TASK PROMPT: For the entries that follow, restate word for word the line containing "#[derive(Debug, Clone, PartialEq, Serialize, Deserialize)]", the line containing "(fibre / particle) phase", and every line that lies between them.

Stored data
=-=-=-=-=

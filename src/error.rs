//! Error types for the plate analysis pipeline

use std::path::PathBuf;
use thiserror::Error;

/// Main error type for homogenization, solver and reference-data operations
#[derive(Error, Debug)]
pub enum PlateError {
    #[error("Unknown composite topology '{0}' (expected 'fiber' or 'polydisperse')")]
    UnknownTopology(String),

    #[error("Unsupported loading '{0}' (expected 'uniform' or 'focused')")]
    UnsupportedLoading(String),

    #[error("Degenerate stiffness: {0}")]
    DegenerateStiffness(String),

    #[error("Singular stiffness: {0}")]
    SingularStiffness(String),

    #[error("Reference data not found at {}", .0.display())]
    MissingReferenceData(PathBuf),

    #[error("Malformed reference row at {}:{line}: '{content}'", path.display())]
    MalformedReferenceRow {
        path: PathBuf,
        line: usize,
        content: String,
    },

    #[error("Invalid input: {0}")]
    InvalidInput(String),

    #[error("IO error: {0}")]
    IoError(#[from] std::io::Error),

    #[error("Serialization error: {0}")]
    SerializationError(#[from] serde_json::Error),
}

/// Result type for plate operations
pub type PlateResult<T> = Result<T, PlateError>;
//! Constituent materials and the composite plate specification

use std::fmt;
use std::str::FromStr;

use serde::{Deserialize, Serialize};

use crate::error::{PlateError, PlateResult};
use crate::loads::LoadingKind;

/// Micromechanical topology of the composite
#[derive(Debug, Clone, Copy, PartialEq, Eq, Serialize, Deserialize)]
#[serde(rename_all = "lowercase")]
pub enum Topology {
    /// Unidirectional fibres in a matrix (rule of mixtures)
    Fiber,
    /// Polydisperse cylindrical inclusions (generalized self-consistent scheme)
    Polydisperse,
}

impl Topology {
    pub fn as_str(&self) -> &'static str {
        match self {
            Topology::Fiber => "fiber",
            Topology::Polydisperse => "polydisperse",
        }
    }
}

impl fmt::Display for Topology {
    fn fmt(&self, f: &mut fmt::Formatter<'_>) -> fmt::Result {
        f.write_str(self.as_str())
    }
}

impl FromStr for Topology {
    type Err = PlateError;

    fn from_str(s: &str) -> PlateResult<Self> {
        match s.trim().to_ascii_lowercase().as_str() {
            "fiber" | "fibre" => Ok(Topology::Fiber),
            "polydisperse" => Ok(Topology::Polydisperse),
            _ => Err(PlateError::UnknownTopology(s.to_string())),
        }
    }
}

/// Isotropic constituent phase
#[derive(Debug, Clone, Copy, PartialEq, Serialize, Deserialize)]
pub struct Constituent {
    /// Young's modulus
    pub e: f64,
    /// Poisson's ratio
    pub nu: f64,
}

impl Constituent {
    /// Create a new constituent
    pub fn new(e: f64, nu: f64) -> Self {
        Self { e, nu }
    }

    /// Shear modulus G = E / (2(1 + ν))
    pub fn shear_modulus(&self) -> f64 {
        self.e / (2.0 * (1.0 + self.nu))
    }

    /// Bulk modulus k = E / (3(1 - 2ν)); `None` in the incompressible limit
    pub fn bulk_modulus(&self) -> Option<f64> {
        let den = 3.0 * (1.0 - 2.0 * self.nu);
        if den.abs() < crate::math::DEGENERACY_TOLERANCE {
            None
        } else {
            Some(self.e / den)
        }
    }

    fn validate(&self, role: &str) -> PlateResult<()> {
        if self.e <= 0.0 || !self.e.is_finite() {
            return Err(PlateError::InvalidInput(format!(
                "{role} Young's modulus must be positive, got {}",
                self.e
            )));
        }
        if !(self.nu > -1.0 && self.nu <= 0.5) {
            return Err(PlateError::InvalidInput(format!(
                "{role} Poisson's ratio must be in (-1, 0.5], got {}",
                self.nu
            )));
        }
        Ok(())
    }
}

/// A composite plate to analyze
#[derive(Debug, Clone, PartialEq, Serialize, Deserialize)]
pub struct MaterialSpec {
    /// Display name of the material pair
    pub name: String,
    /// Composite topology
    pub topology: Topology,
    /// Inclusion (fibre / particle) phase
    pub inclusion: Constituent,
    /// Matrix phase
    pub matrix: Constituent,
    /// Inclusion volume fraction g
    pub concentration: f64,
    /// Plate thickness h relative to the unit span
    pub thickness: f64,
    /// Transverse loading kind
    pub loading: LoadingKind,
    /// Base name of the reference result files
    pub reference_name: String,
}

impl MaterialSpec {
    /// Create and validate a new specification
    #[allow(clippy::too_many_arguments)]
    pub fn new(
        name: &str,
        topology: Topology,
        inclusion: Constituent,
        matrix: Constituent,
        concentration: f64,
        thickness: f64,
        loading: LoadingKind,
        reference_name: &str,
    ) -> PlateResult<Self> {
        let spec = Self {
            name: name.to_string(),
            topology,
            inclusion,
            matrix,
            concentration,
            thickness,
            loading,
            reference_name: reference_name.to_string(),
        };
        spec.validate()?;
        Ok(spec)
    }

    /// Check physical admissibility of the inputs
    pub fn validate(&self) -> PlateResult<()> {
        self.inclusion.validate("inclusion")?;
        self.matrix.validate("matrix")?;
        if !(0.0..=1.0).contains(&self.concentration) {
            return Err(PlateError::InvalidInput(format!(
                "concentration must be in [0, 1], got {}",
                self.concentration
            )));
        }
        if self.thickness <= 0.0 || !self.thickness.is_finite() {
            return Err(PlateError::InvalidInput(format!(
                "thickness must be positive, got {}",
                self.thickness
            )));
        }
        Ok(())
    }

    /// Matrix volume fraction 1 - g
    pub fn matrix_fraction(&self) -> f64 {
        1.0 - self.concentration
    }
}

=-=-=-=-=

RESULT:
#[derive(Debug, Clone, PartialEq, Serialize, Deserialize)]
pub struct MaterialSpec {
    /// Display name of the material pair
    pub name: String,
    /// Composite topology
    pub topology: Topology,
    /// Inclusion (fibre / particle) phase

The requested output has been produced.